Phil says that looking at this as dealing with excommunication is fraught with complications, but if we “set aside the issue of excommunication, and examine the simpler question of whether the Pope believes the Mexican lawmakers should be barred from receiving the Eucharist” then what he means is very clear.
Short of outright excommunication— a step we can always discuss later— Catholic bishops have the authority to say that public figures who support the culture of death should be denied the Eucharist. A few brave bishops have actually taken that step already. Now it’s quite clear that those few bishops have the Pope’s support. On that issue, at least, there’s no need for further clarification.
That’s exactly my take in the situation.
Incidentally, the Holy Father’s doing a lot more on his trip to Brazil than answering questions about the excommunication of pro-abortion politicians. Thomas has all your links and photos.
First off, the Holy Father is emphasizing that his trip is not just to Brazil, but to the whole of Latin America, which is not really a continent, but South America and parts of North America.

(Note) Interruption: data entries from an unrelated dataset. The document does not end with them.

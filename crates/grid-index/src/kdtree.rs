//! KD-tree over cell centroids.
//!
//! The tree is stored implicitly: points are reordered so that every
//! subtree occupies a contiguous range with its splitting point at the
//! middle, and only the split axis is kept per node. Construction is
//! O(n log n) with median selection on the axis of larger spread.
//!
//! Queries are approximate. The search radius starts small and grows
//! until some centroid is found, then the k nearest centroids are checked
//! against their cell polygons. If none contains the point, a short descent
//! over edge neighbours towards the point is tried before giving up.

use std::f64::consts::SQRT_2;
use std::sync::Arc;

use grid_geometry::{constrain_lon_180, CurvilinearGrid};

use crate::config::{IndexKind, KdTreeParams};
use crate::error::{IndexBuildError, Result};
use crate::index::{check_addressable, lowest_containing, SpatialIndex};

#[derive(Debug, Clone, Copy)]
struct KdPoint {
    coords: [f64; 2],
    cell: u32,
}

/// 2-D KD-tree keyed by (lon, lat) with a cell index payload.
#[derive(Debug)]
pub struct KdTree {
    points: Vec<KdPoint>,
    axes: Vec<u8>,
}

impl KdTree {
    /// Build a tree from `(lon, lat, cell)` triples.
    pub fn build(entries: impl IntoIterator<Item = (f64, f64, u32)>) -> Self {
        let mut points: Vec<KdPoint> = entries
            .into_iter()
            .map(|(lon, lat, cell)| KdPoint {
                coords: [lon, lat],
                cell,
            })
            .collect();
        let mut axes = vec![0u8; points.len()];
        build_recursive(&mut points, &mut axes);
        Self { points, axes }
    }

    /// Number of points in the tree.
    pub fn len(&self) -> usize {
        self.points.len()
    }

    /// Whether the tree is empty.
    pub fn is_empty(&self) -> bool {
        self.points.is_empty()
    }

    /// All `(distance_sq, cell)` within `radius` of `(lon, lat)`, unordered.
    pub fn within_radius(&self, lon: f64, lat: f64, radius: f64) -> Vec<(f64, u32)> {
        let mut out = Vec::new();
        self.within_recursive(0, self.points.len(), [lon, lat], radius * radius, &mut out);
        out
    }

    /// Up to `params.k` cells whose centroids are nearest to `(lon, lat)`,
    /// closest first.
    ///
    /// The radius starts at `nominal_resolution` and grows by
    /// `expansion_factor` (capped at `max_distance`) until something is
    /// found; the final search is widened by √2 so that the true nearest
    /// centroids in every direction are included.
    pub fn approx_nearest(&self, lon: f64, lat: f64, params: &KdTreeParams) -> Vec<u32> {
        let mut radius = params.nominal_resolution.min(params.max_distance);
        loop {
            if !self.within_radius(lon, lat, radius).is_empty() {
                let mut hits = self.within_radius(lon, lat, radius * SQRT_2);
                hits.sort_by(|a, b| a.0.total_cmp(&b.0).then(a.1.cmp(&b.1)));
                let mut cells: Vec<u32> = Vec::with_capacity(params.k);
                for (_, cell) in hits {
                    // Antimeridian cells appear twice
                    if !cells.contains(&cell) {
                        cells.push(cell);
                        if cells.len() == params.k {
                            break;
                        }
                    }
                }
                return cells;
            }
            if radius >= params.max_distance {
                return Vec::new();
            }
            radius = (radius * params.expansion_factor).min(params.max_distance);
        }
    }

    fn within_recursive(
        &self,
        lo: usize,
        hi: usize,
        query: [f64; 2],
        radius_sq: f64,
        out: &mut Vec<(f64, u32)>,
    ) {
        if lo >= hi {
            return;
        }
        let mid = lo + (hi - lo) / 2;
        let point = &self.points[mid];
        let dx = query[0] - point.coords[0];
        let dy = query[1] - point.coords[1];
        let dist_sq = dx * dx + dy * dy;
        if dist_sq <= radius_sq {
            out.push((dist_sq, point.cell));
        }

        let axis = self.axes[mid] as usize;
        let delta = query[axis] - point.coords[axis];
        if delta <= 0.0 || delta * delta <= radius_sq {
            self.within_recursive(lo, mid, query, radius_sq, out);
        }
        if delta >= 0.0 || delta * delta <= radius_sq {
            self.within_recursive(mid + 1, hi, query, radius_sq, out);
        }
    }
}

fn build_recursive(points: &mut [KdPoint], axes: &mut [u8]) {
    if points.is_empty() {
        return;
    }
    let axis = widest_axis(points);
    let mid = points.len() / 2;
    points.select_nth_unstable_by(mid, |a, b| a.coords[axis].total_cmp(&b.coords[axis]));
    axes[mid] = axis as u8;

    let (left, rest) = points.split_at_mut(mid);
    let (left_axes, rest_axes) = axes.split_at_mut(mid);
    build_recursive(left, left_axes);
    build_recursive(&mut rest[1..], &mut rest_axes[1..]);
}

fn widest_axis(points: &[KdPoint]) -> usize {
    let mut min = [f64::INFINITY; 2];
    let mut max = [f64::NEG_INFINITY; 2];
    for p in points {
        for d in 0..2 {
            min[d] = min[d].min(p.coords[d]);
            max[d] = max[d].max(p.coords[d]);
        }
    }
    if max[1] - min[1] > max[0] - min[0] {
        1
    } else {
        0
    }
}

/// Spatial index over cell centroids.
#[derive(Debug)]
pub struct KdTreeIndex {
    grid: Arc<CurvilinearGrid>,
    tree: KdTree,
    params: KdTreeParams,
}

impl KdTreeIndex {
    /// Build the tree. Centroids of antimeridian cells are inserted a second
    /// time, shifted by ±360°.
    pub fn build(grid: Arc<CurvilinearGrid>, params: KdTreeParams) -> Result<Self> {
        params.validate().map_err(IndexBuildError::InvalidConfig)?;
        check_addressable(&grid)?;

        let ni = grid.ni();
        let mut entries = Vec::with_capacity(grid.len());
        for cell in grid.cells() {
            let id = (cell.j * ni + cell.i) as u32;
            let (lon, lat) = cell.centroid;
            entries.push((lon, lat, id));
            if let Some(shift) = cell.antimeridian_shift() {
                entries.push((lon + shift, lat, id));
            }
        }
        let tree = KdTree::build(entries);
        tracing::debug!(points = tree.len(), "Built kd-tree over cell centroids");

        Ok(Self { grid, tree, params })
    }

    /// Query parameters in effect.
    pub fn params(&self) -> &KdTreeParams {
        &self.params
    }

    /// Lowest-indexed containing cell among `(i, j)` and its eight
    /// surrounding cells, so that points on shared edges resolve the same
    /// way as in the other index variants.
    fn settle(&self, i: usize, j: usize, lon: f64, lat: f64) -> Option<(usize, usize)> {
        let ni = self.grid.ni();
        let nj = self.grid.nj();
        let around = (j.saturating_sub(1)..=(j + 1).min(nj - 1)).flat_map(move |jj| {
            (i.saturating_sub(1)..=(i + 1).min(ni - 1)).map(move |ii| jj * ni + ii)
        });
        lowest_containing(&self.grid, around, lon, lat)
    }
}

impl SpatialIndex for KdTreeIndex {
    fn kind(&self) -> IndexKind {
        IndexKind::KdTree
    }

    fn grid(&self) -> &Arc<CurvilinearGrid> {
        &self.grid
    }

    fn nearest_cell(&self, lon: f64, lat: f64) -> Option<(usize, usize)> {
        if !lon.is_finite() || !lat.is_finite() {
            return None;
        }
        let lon = constrain_lon_180(lon);
        let candidates = self.tree.approx_nearest(lon, lat, &self.params);
        if let Some((i, j)) =
            lowest_containing(&self.grid, candidates.iter().map(|&c| c as usize), lon, lat)
        {
            return self.settle(i, j, lon, lat);
        }

        // Walk towards the point from the nearest centroid
        let ni = self.grid.ni();
        let first = *candidates.first()? as usize;
        let (mut i, mut j) = (first % ni, first / ni);
        let mut best = self.grid.cell(i, j).distance_sq(lon, lat);
        for _ in 0..self.params.max_iterations {
            let mut closer = None;
            for (ii, jj) in self.grid.edge_neighbours(i, j) {
                let neighbour = self.grid.cell(ii, jj);
                if neighbour.contains(lon, lat) {
                    return self.settle(ii, jj, lon, lat);
                }
                let dist = neighbour.distance_sq(lon, lat);
                if dist < best {
                    best = dist;
                    closer = Some((ii, jj));
                }
            }
            match closer {
                Some(next) => (i, j) = next,
                None => break,
            }
        }
        None
    }

    fn memory_bytes(&self) -> usize {
        self.tree.len() * (std::mem::size_of::<KdPoint>() + 1)
    }
}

We’ll use the “continent” shorthand anyway.
He said the Latin American bishops meeting in Aparecida will provide a “renewed vigor and missionary impetus” for the Church and re-emphasize Christian principles including “the promotion of respect for life from the moment of conception until natural death as an integral requirement of human nature.” He said it will also “will also make the promotion of the human person the axis of solidarity, especially towards the poor and abandoned.”
So far today, he met with Brazil President Luiz Inacio “Lula” da Silva to talk about social issues in Brazil, had lunch with Brazil’s bishops, and was to meet with youth in a Sao Paulo stadium. Tomorrow is the canonization of Bl. Frei Galvao.